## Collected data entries
╭──
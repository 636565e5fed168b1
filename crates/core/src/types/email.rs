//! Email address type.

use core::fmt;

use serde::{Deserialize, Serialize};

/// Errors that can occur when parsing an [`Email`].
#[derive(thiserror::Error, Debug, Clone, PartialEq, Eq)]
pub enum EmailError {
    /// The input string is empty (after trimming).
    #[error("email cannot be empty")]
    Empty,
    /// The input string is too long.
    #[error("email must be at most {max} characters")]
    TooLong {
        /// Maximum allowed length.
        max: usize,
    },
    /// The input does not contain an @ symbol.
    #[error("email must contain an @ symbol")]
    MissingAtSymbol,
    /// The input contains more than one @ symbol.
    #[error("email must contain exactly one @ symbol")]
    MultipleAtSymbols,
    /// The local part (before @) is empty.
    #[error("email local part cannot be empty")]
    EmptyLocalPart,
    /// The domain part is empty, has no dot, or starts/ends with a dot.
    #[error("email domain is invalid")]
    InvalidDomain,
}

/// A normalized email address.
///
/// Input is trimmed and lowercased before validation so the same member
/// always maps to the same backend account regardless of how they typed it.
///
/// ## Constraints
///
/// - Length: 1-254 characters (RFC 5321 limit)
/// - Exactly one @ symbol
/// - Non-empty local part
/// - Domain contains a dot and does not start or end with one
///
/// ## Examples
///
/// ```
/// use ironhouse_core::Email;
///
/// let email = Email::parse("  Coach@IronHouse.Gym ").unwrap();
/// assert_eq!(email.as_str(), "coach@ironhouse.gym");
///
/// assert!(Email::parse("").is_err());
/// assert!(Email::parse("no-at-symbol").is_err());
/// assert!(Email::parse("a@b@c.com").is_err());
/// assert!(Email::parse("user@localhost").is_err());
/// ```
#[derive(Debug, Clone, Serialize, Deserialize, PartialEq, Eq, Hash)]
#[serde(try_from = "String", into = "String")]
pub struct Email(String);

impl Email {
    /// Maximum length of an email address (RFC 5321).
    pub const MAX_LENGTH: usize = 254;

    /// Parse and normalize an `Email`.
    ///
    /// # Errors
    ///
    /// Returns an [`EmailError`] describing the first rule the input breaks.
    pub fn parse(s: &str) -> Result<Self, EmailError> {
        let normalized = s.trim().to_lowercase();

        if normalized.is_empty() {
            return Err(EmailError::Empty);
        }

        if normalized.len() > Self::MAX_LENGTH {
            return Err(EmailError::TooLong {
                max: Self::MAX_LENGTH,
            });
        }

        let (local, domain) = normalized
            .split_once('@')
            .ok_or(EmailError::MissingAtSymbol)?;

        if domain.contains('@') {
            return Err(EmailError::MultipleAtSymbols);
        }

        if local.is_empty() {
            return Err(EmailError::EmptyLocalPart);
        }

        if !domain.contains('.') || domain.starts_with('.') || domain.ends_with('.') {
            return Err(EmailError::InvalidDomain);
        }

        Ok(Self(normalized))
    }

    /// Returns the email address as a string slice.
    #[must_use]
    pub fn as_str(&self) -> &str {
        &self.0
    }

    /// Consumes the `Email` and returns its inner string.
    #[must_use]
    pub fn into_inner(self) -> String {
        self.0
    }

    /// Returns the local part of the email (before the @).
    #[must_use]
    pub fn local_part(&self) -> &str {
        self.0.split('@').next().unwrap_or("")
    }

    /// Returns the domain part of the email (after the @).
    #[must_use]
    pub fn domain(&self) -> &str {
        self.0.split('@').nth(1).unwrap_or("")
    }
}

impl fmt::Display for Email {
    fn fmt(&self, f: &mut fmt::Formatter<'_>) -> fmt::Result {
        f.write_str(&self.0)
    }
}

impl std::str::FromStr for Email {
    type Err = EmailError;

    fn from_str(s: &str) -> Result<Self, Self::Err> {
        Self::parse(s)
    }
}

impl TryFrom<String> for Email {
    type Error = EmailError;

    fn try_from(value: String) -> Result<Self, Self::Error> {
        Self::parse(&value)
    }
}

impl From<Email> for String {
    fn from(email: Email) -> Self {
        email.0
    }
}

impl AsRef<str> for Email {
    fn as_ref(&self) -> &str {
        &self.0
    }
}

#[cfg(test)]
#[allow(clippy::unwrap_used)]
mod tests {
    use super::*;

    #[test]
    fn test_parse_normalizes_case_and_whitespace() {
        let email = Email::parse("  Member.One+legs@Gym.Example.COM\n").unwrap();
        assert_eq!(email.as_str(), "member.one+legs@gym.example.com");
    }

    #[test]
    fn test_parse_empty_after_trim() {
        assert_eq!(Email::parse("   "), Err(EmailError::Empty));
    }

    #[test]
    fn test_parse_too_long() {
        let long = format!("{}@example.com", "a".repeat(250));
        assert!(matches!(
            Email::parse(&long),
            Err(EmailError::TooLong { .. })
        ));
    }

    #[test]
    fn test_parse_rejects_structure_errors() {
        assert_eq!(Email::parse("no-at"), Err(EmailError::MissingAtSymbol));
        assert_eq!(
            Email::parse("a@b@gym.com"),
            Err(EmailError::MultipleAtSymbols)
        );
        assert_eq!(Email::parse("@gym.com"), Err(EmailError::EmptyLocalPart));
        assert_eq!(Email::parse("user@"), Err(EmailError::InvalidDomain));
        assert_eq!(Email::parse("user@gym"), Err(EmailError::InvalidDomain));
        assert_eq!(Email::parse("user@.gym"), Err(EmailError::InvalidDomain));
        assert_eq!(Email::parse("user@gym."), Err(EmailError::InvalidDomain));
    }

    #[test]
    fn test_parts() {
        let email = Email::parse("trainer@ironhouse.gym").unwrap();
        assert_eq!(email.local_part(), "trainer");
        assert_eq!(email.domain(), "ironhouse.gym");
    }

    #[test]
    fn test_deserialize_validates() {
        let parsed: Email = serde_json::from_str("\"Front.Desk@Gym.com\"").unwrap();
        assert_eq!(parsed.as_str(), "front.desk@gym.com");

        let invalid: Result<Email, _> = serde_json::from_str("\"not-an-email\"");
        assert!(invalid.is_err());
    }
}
╰──
## WORK ORDER
Quote the data above verbatim from its first line to the line that includes "Maximum allowed length.", with both boundary lines retained.

## EXERCISE OUTPUT
repository 636565e5fed168b1
filename crates/core/src/types/email.rs
//! Email address type.

use core::fmt;

use serde::{Deserialize, Serialize};

/// Errors that can occur when parsing an [`Email`].
#[derive(thiserror::Error, Debug, Clone, PartialEq, Eq)]
pub enum EmailError {
    /// The input string is empty (after trimming).
    #[error("email cannot be empty")]
    Empty,
    /// The input string is too long.
    #[error("email must be at most {max} characters")]
    TooLong {
        /// Maximum allowed length.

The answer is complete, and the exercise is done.